Like any good lawyer, Mary Elizabeth Magill is ready to face the facts.
Magill, an acclaimed professor and former vice dean of the University of Virginia School of Law, is taking the reigns as the new law school dean on the Farm.
Born the fourth of six children in small-town North Dakota, Magill led a childhood straight out of a wholesome children’s book.
“I don’t even remember how cold it was [in North Dakota], so that must have been a very happy childhood,” Magill said.

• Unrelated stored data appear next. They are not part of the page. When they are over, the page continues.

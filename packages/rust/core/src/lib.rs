//! Pipeline orchestration for figforge.
//!
//! Two entry points:
//! - [`generate::run_generation`] — the one-shot step that produces the
//!   seed code artifact from the design images and project context.
//! - [`enrichment::run_enrichment`] — the sequential, chunked enrichment
//!   driver that refines the seed code against the full design export.

pub mod enrichment;
pub mod generate;

pub use enrichment::{
    DRIVER_SLOTS, EnrichOptions, EnrichmentOutcome, EnrichmentProgress, RunStatus, SilentProgress,
    run_enrichment,
};
pub use generate::run_generation;
pub use tokio_util::sync::CancellationToken;
//! Gemini REST implementation of [`GenerationClient`].

use std::time::Duration;

use async_trait::async_trait;
use base64::Engine as _;
use base64::engine::general_purpose::STANDARD as BASE64;
use serde::{Deserialize, Serialize};

use figforge_shared::{FigforgeError, Result};

use crate::{ContentPart, GenerationClient};

/// Default API endpoint root.
const DEFAULT_BASE_URL: &str = "https://generativelanguage.googleapis.com/v1beta";

/// Constructor-injected configuration for [`GeminiClient`].
///
/// All state the client needs is passed in here — there are no
/// process-wide singletons or ambient credentials.
#[derive(Debug, Clone)]
pub struct GeminiClientConfig {
    /// API key, resolved by the caller (typically from an env var).
    pub api_key: String,
    /// Endpoint root; override for proxies or tests.
    pub base_url: String,
    /// HTTP request timeout.
    pub request_timeout: Duration,
}

impl GeminiClientConfig {
    pub fn new(api_key: impl Into<String>) -> Self {
        Self {
            api_key: api_key.into(),
            base_url: DEFAULT_BASE_URL.to_string(),
            request_timeout: Duration::from_secs(300),
        }
    }
}

/// HTTP client for the Gemini `generateContent` endpoint.
pub struct GeminiClient {
    http: reqwest::Client,
    config: GeminiClientConfig,
}

impl GeminiClient {
    pub fn new(config: GeminiClientConfig) -> Result<Self> {
        let http = reqwest::Client::builder()
            .user_agent(concat!("figforge/", env!("CARGO_PKG_VERSION")))
            .timeout(config.request_timeout)
            .build()
            .map_err(|e| FigforgeError::Generation(format!("client build: {e}")))?;

        Ok(Self { http, config })
    }
}

#[async_trait]
impl GenerationClient for GeminiClient {
    async fn generate(&self, parts: &[ContentPart], model: &str) -> Result<String> {
        let url = format!(
            "{}/models/{model}:generateContent",
            self.config.base_url.trim_end_matches('/')
        );

        let body = GenerateContentRequest::from_parts(parts);

        tracing::debug!(model, parts = parts.len(), "sending generateContent request");

        let response = self
            .http
            .post(&url)
            .header("x-goog-api-key", &self.config.api_key)
            .json(&body)
            .send()
            .await
            .map_err(|e| {
                if e.is_timeout() {
                    FigforgeError::Generation(format!("request timed out: {e}"))
                } else {
                    FigforgeError::Generation(format!("request failed: {e}"))
                }
            })?;

        let status = response.status();
        if !status.is_success() {
            let detail = response.text().await.unwrap_or_default();
            return Err(FigforgeError::Generation(format!(
                "HTTP {status}: {}",
                detail.chars().take(500).collect::<String>()
            )));
        }

        let parsed: GenerateContentResponse = response
            .json()
            .await
            .map_err(|e| FigforgeError::Generation(format!("malformed response: {e}")))?;

        parsed.text().ok_or_else(|| {
            FigforgeError::Generation("response contained no generated text".into())
        })
    }
}

// ---------------------------------------------------------------------------
// Wire types (generateContent request/response subset)
// ---------------------------------------------------------------------------

#[derive(Debug, Serialize)]
struct GenerateContentRequest {
    contents: Vec<Content>,
}

impl GenerateContentRequest {
    fn from_parts(parts: &[ContentPart]) -> Self {
        let parts = parts
            .iter()
            .map(|part| match part {
                ContentPart::Image { data, mime_type } => Part {
                    text: None,
                    inline_data: Some(InlineData {
                        mime_type: mime_type.clone(),
                        data: BASE64.encode(data),
                    }),
                },
                ContentPart::Text(text) => Part {
                    text: Some(text.clone()),
                    inline_data: None,
                },
            })
            .collect();

        Self {
            contents: vec![Content { parts }],
        }
    }
}

#[derive(Debug, Serialize, Deserialize)]
struct Content {
    parts: Vec<Part>,
}

#[derive(Debug, Serialize, Deserialize)]
struct Part {
    #[serde(skip_serializing_if = "Option::is_none")]
    text: Option<String>,
    #[serde(rename = "inline_data", skip_serializing_if = "Option::is_none")]
    inline_data: Option<InlineData>,
}

#[derive(Debug, Serialize, Deserialize)]
struct InlineData {
    #[serde(rename = "mime_type")]
    mime_type: String,
    data: String,
}

#[derive(Debug, Deserialize)]
struct GenerateContentResponse {
    #[serde(default)]
    candidates: Vec<Candidate>,
}

#[derive(Debug, Deserialize)]
struct Candidate {
    content: Option<Content>,
}

impl GenerateContentResponse {
    /// Concatenated text of the first candidate, or `None` if the model
    /// returned nothing usable (safety block, empty candidate list).
    fn text(&self) -> Option<String> {
        let content = self.candidates.first()?.content.as_ref()?;
        let text: String = content
            .parts
            .iter()
            .filter_map(|p| p.text.as_deref())
            .collect();
        if text.is_empty() { None } else { Some(text) }
    }
}
//! Core domain types shared across the figforge pipeline.

use serde::{Deserialize, Serialize};

/// A binary reference image sent alongside every model call.
///
/// Held constant across all enrichment iterations: the same screen
/// design renders the same pixels no matter which JSON chunk is being
/// processed.
#[derive(Debug, Clone, Serialize, Deserialize)]
pub struct ImageAttachment {
    /// Raw image bytes.
    pub data: Vec<u8>,
    /// MIME type (e.g. `image/png`).
    pub mime_type: String,
}

impl ImageAttachment {
    /// Build an attachment, guessing the MIME type from a file extension.
    ///
    /// Unknown extensions fall back to `image/png`, matching what design
    /// tools export by default.
    pub fn from_bytes(data: Vec<u8>, extension: &str) -> Self {
        let mime_type = match extension.to_ascii_lowercase().as_str() {
            "jpg" | "jpeg" => "image/jpeg",
            "webp" => "image/webp",
            _ => "image/png",
        };
        Self {
            data,
            mime_type: mime_type.to_string(),
        }
    }
}

#[cfg(test)]
mod tests {
    use super::*;

    #[test]
    fn mime_type_from_extension() {
        assert_eq!(ImageAttachment::from_bytes(vec![], "png").mime_type, "image/png");
        assert_eq!(ImageAttachment::from_bytes(vec![], "JPG").mime_type, "image/jpeg");
        assert_eq!(ImageAttachment::from_bytes(vec![], "jpeg").mime_type, "image/jpeg");
        assert_eq!(ImageAttachment::from_bytes(vec![], "webp").mime_type, "image/webp");
        assert_eq!(ImageAttachment::from_bytes(vec![], "bin").mime_type, "image/png");
    }
}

Magill attended Shanley High School, a Catholic school in Fargo, where she cultivated an interest in history. After high school, she attended Yale University and graduated in 1988 as a history major with a focus on 19th-century American history. While in college, Magill was involved in local politics and student government.
After graduating, she worked on Capitol Hill as senior legislative assistant for U.S. Sen. Kent Conrad, a Democrat from North Dakota, until the summer of 1992. Under Conrad’s tutelage, Magill got a bird’s-eye view of politics, which allowed her to nurture a love of the law.

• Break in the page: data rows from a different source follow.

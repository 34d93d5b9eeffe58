//! Splits large design-export documents into bounded, ordered chunks.
//!
//! Figma API exports routinely run to hundreds of thousands of lines —
//! far past any model context window. The chunker first collapses
//! redundant blank-line runs (they carry no information in the export
//! format), then partitions the remaining lines into contiguous groups
//! sized for one model call each.

use figforge_shared::{FigforgeError, Result};

/// An ordered, contiguous slice of a document's lines.
///
/// Concatenating all chunks' text in index order reproduces the
/// normalized document exactly once.
#[derive(Debug, Clone, PartialEq, Eq)]
pub struct Chunk {
    /// 1-based position in the chunk sequence.
    pub index: usize,
    /// Total number of chunks in the sequence, fixed once chunking completes.
    pub total: usize,
    /// The chunk's lines, joined with `\n`.
    pub text: String,
}

/// Collapse every run of two or more consecutive blank lines into a
/// single blank line. Idempotent.
///
/// A line is blank when it is empty after trimming whitespace.
pub fn normalize(text: &str) -> String {
    let mut lines: Vec<&str> = Vec::new();
    let mut prev_blank = false;

    for line in text.lines() {
        let is_blank = line.trim().is_empty();
        if is_blank && prev_blank {
            continue;
        }
        lines.push(line);
        prev_blank = is_blank;
    }

    lines.join("\n")
}

/// Drop all blank lines from a text. Used to compact auxiliary prompt
/// inputs (theme files, convention documents) before slotting them into
/// a template.
pub fn strip_blank_lines(text: &str) -> String {
    text.lines()
        .filter(|line| !line.trim().is_empty())
        .collect::<Vec<_>>()
        .join("\n")
}

/// Split a document into ordered chunks of at most `max_lines_per_chunk`
/// normalized lines each.
///
/// The document is normalized first (see [`normalize`]). An empty
/// document yields an empty sequence. When the line count is an exact
/// multiple of the chunk size, no trailing empty chunk is emitted.
pub fn chunk_document(text: &str, max_lines_per_chunk: usize) -> Result<Vec<Chunk>> {
    if max_lines_per_chunk == 0 {
        return Err(FigforgeError::invalid_input(
            "max_lines_per_chunk must be a positive integer",
        ));
    }

    let normalized = normalize(text);
    if normalized.is_empty() {
        return Ok(Vec::new());
    }

    let lines: Vec<&str> = normalized.lines().collect();
    let total = lines.len().div_ceil(max_lines_per_chunk);

    let chunks = lines
        .chunks(max_lines_per_chunk)
        .enumerate()
        .map(|(i, group)| Chunk {
            index: i + 1,
            total,
            text: group.join("\n"),
        })
        .collect::<Vec<_>>();

    tracing::debug!(
        lines = lines.len(),
        chunks = chunks.len(),
        max_lines_per_chunk,
        "document chunked"
    );

    Ok(chunks)
}

#[cfg(test)]
mod tests {
    use super::*;

    fn numbered_lines(n: usize) -> String {
        (1..=n).map(|i| format!("line {i}")).collect::<Vec<_>>().join("\n")
    }

    #[test]
    fn normalize_collapses_blank_runs() {
        let input = "a\n\n\n\nb\n\nc";
        assert_eq!(normalize(input), "a\n\nb\n\nc");
    }

    #[test]
    fn normalize_treats_whitespace_lines_as_blank() {
        let input = "a\n  \n\t\nb";
        assert_eq!(normalize(input), "a\n  \nb");
    }

    #[test]
    fn normalize_is_idempotent() {
        let input = "a\n\n\n\nb\n\n\nc\n\nd";
        let once = normalize(input);
        let twice = normalize(&once);
        assert_eq!(once, twice);
    }

    #[test]
    fn strip_blank_lines_drops_all_blanks() {
        let input = "a\n\nb\n   \nc";
        assert_eq!(strip_blank_lines(input), "a\nb\nc");
    }

    #[test]
    fn zero_chunk_size_is_invalid() {
        let err = chunk_document("some text", 0).unwrap_err();
        assert!(matches!(err, FigforgeError::InvalidInput { .. }));
    }

    #[test]
    fn empty_document_yields_no_chunks() {
        assert!(chunk_document("", 10).unwrap().is_empty());
    }

    #[test]
    fn chunks_cover_document_exactly_once() {
        let doc = numbered_lines(25);
        let chunks = chunk_document(&doc, 10).unwrap();

        let rejoined = chunks
            .iter()
            .map(|c| c.text.as_str())
            .collect::<Vec<_>>()
            .join("\n");
        assert_eq!(rejoined, normalize(&doc));
    }

    #[test]
    fn chunks_respect_size_bound() {
        let doc = numbered_lines(25);
        let chunks = chunk_document(&doc, 10).unwrap();

        assert_eq!(chunks.len(), 3);
        let sizes: Vec<usize> = chunks.iter().map(|c| c.text.lines().count()).collect();
        assert_eq!(sizes, vec![10, 10, 5]);
    }

    #[test]
    fn chunk_count_is_ceiling_of_line_ratio() {
        let doc = numbered_lines(20);
        assert_eq!(chunk_document(&doc, 8).unwrap().len(), 3);
        assert_eq!(chunk_document(&doc, 20).unwrap().len(), 1);
        assert_eq!(chunk_document(&doc, 100).unwrap().len(), 1);
    }

    #[test]
    fn exact_multiple_emits_no_trailing_empty_chunk() {
        let doc = numbered_lines(30);
        let chunks = chunk_document(&doc, 10).unwrap();

        assert_eq!(chunks.len(), 3);
        assert!(chunks.iter().all(|c| !c.text.is_empty()));
        assert_eq!(chunks.last().unwrap().text.lines().count(), 10);
    }

    #[test]
    fn indices_are_one_based_with_fixed_total() {
        let doc = numbered_lines(20);
        let chunks = chunk_document(&doc, 8).unwrap();

        for (i, chunk) in chunks.iter().enumerate() {
            assert_eq!(chunk.index, i + 1);
            assert_eq!(chunk.total, 3);
        }
    }

    #[test]
    fn blank_runs_shrink_chunk_count() {
        // 12 content lines separated by triple blanks: normalization
        // leaves 12 + 11 = 23 lines instead of 45.
        let doc = (1..=12)
            .map(|i| format!("line {i}"))
            .collect::<Vec<_>>()
            .join("\n\n\n\n");
        let chunks = chunk_document(&doc, 23).unwrap();
        assert_eq!(chunks.len(), 1);
    }
}
/// Load design images, inferring MIME type from the file extension.
fn load_images(paths: &[PathBuf]) -> Result<Vec<ImageAttachment>> {
    paths
        .iter()
        .map(|path| {
            let data = std::fs::read(path)
                .map_err(|e| eyre!("failed to read image {}: {e}", path.display()))?;
            let extension = path
                .extension()
                .and_then(|e| e.to_str())
                .unwrap_or("png");
            Ok(ImageAttachment::from_bytes(data, extension))
        })
        .collect()
}

/// Write the output artifact.
fn write_output(path: &Path, content: &str) -> Result<()> {
    std::fs::write(path, content)
        .map_err(|e| eyre!("failed to write {}: {e}", path.display()))
}

// ---------------------------------------------------------------------------
// Progress bar adapter
// ---------------------------------------------------------------------------

/// Renders driver progress as an indicatif bar.
struct BarProgress {
    bar: ProgressBar,
}

impl BarProgress {
    fn new() -> Self {
        let bar = ProgressBar::no_length();
        bar.set_style(
            ProgressStyle::with_template("{spinner} [{pos}/{len}] {msg}")
                .expect("valid progress template"),
        );
        Self { bar }
    }

    fn finish(&self) {
        self.bar.finish_and_clear();
    }
}

impl EnrichmentProgress for BarProgress {
    fn iteration_started(&self, current: usize, total: usize) {
        self.bar.set_length(total as u64);
        self.bar.set_message(format!("enriching part {current} of {total}"));
    }

    fn iteration_completed(&self, current: usize, _total: usize) {
        self.bar.set_position(current as u64);
    }
}

#[cfg(test)]
mod tests {
    use super::*;

    fn context(pairs: &[(&str, &str)]) -> HashMap<String, String> {
        pairs
            .iter()
            .map(|(k, v)| (k.to_string(), v.to_string()))
            .collect()
    }

    #[test]
    fn template_with_known_slots_passes() {
        let ctx = context(&[("theme_reference", "colors")]);
        let template = "part {part_number} of {total_parts}\n{theme_reference}\n{current_code}";
        assert!(check_template_slots(template, &ctx, DRIVER_SLOTS).is_ok());
    }

    #[test]
    fn template_with_unknown_slot_is_rejected() {
        let ctx = context(&[("theme_reference", "colors")]);
        let template = "{current_code} {them_reference}";
        let err = check_template_slots(template, &ctx, DRIVER_SLOTS).unwrap_err();
        assert!(err.to_string().contains("them_reference"));
    }

    #[test]
    fn driver_slots_are_not_required_in_context() {
        let template = "{design_chunk} {iteration_number}";
        assert!(check_template_slots(template, &HashMap::new(), DRIVER_SLOTS).is_ok());
    }
}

“I worked on a variety of domestic policy issues,” she said. At one point, “I did the senator’s work related to the Energy and Natural Resources Committee.”
Her combined love of history and politics made her decide to return to school, this time to get a law degree so as to become a professor. Magill’s father and half of her siblings were all lawyers, and she says that their love of their careers encouraged her to follow suit.
She graduated from the UVA School of Law in 1995 and then clerked for U.S. Court of Appeals Judge J. Harvie Wilkinson III and, later, Supreme Court Justice Ruth Bader Ginsburg. After working for Justice Ginsburg, she joined the faculty at UVA Law in 1997.
While at UVA, Magill met and married her husband, Leon Francis Szeptycki, an environmental lawyer. They have two children, ages 14 and 11.
Now preparing for her role as dean of Stanford Law School, Magill is eager to take her experience and passion for the law to new heights.
“[Stanford Law School] is, and has always been, a superb law school with wonderful students and a faculty that is widely admired for its teaching scholarship,” she said. “In the last five or six years it’s taken some innovative steps, so it’s a particularly exciting place to be right now.”
Along with managing the school and overseeing administrative and institutional policies, she also hopes to teach constitutional and administrative law.
Though eager, she admits that she’s also a bit daunted to fill the shoes of Larry Kramer, the school’s former dean, who made a number of innovative reforms, including enhancing the clinical education program to promote reflective law practices.
“He’s led some significant changes that benefited the institution, and he is also loved by all the people who work with him and for him,” Magill said. “It’s hard to be widely admired.”
Although filling Kramer’s shoes is no easy task, Magill says she will focus her efforts as dean on assessing how the school should tailor its education to the changing legal market.
Despite this challenge, Magill’s former dean at the UVA School of Law, Paul Mahoney, is sure she will prove successful.
“[Magill] is incredibly smart and has a rare talent for building consensus among groups of headstrong people,” Mahoney wrote in an email to The Daily. “She is able to do this because she is both an honest and straightforward communicator and a great listener.”
With the facts in tow, Magill is ready to make her case known by forging her own path on the Farm.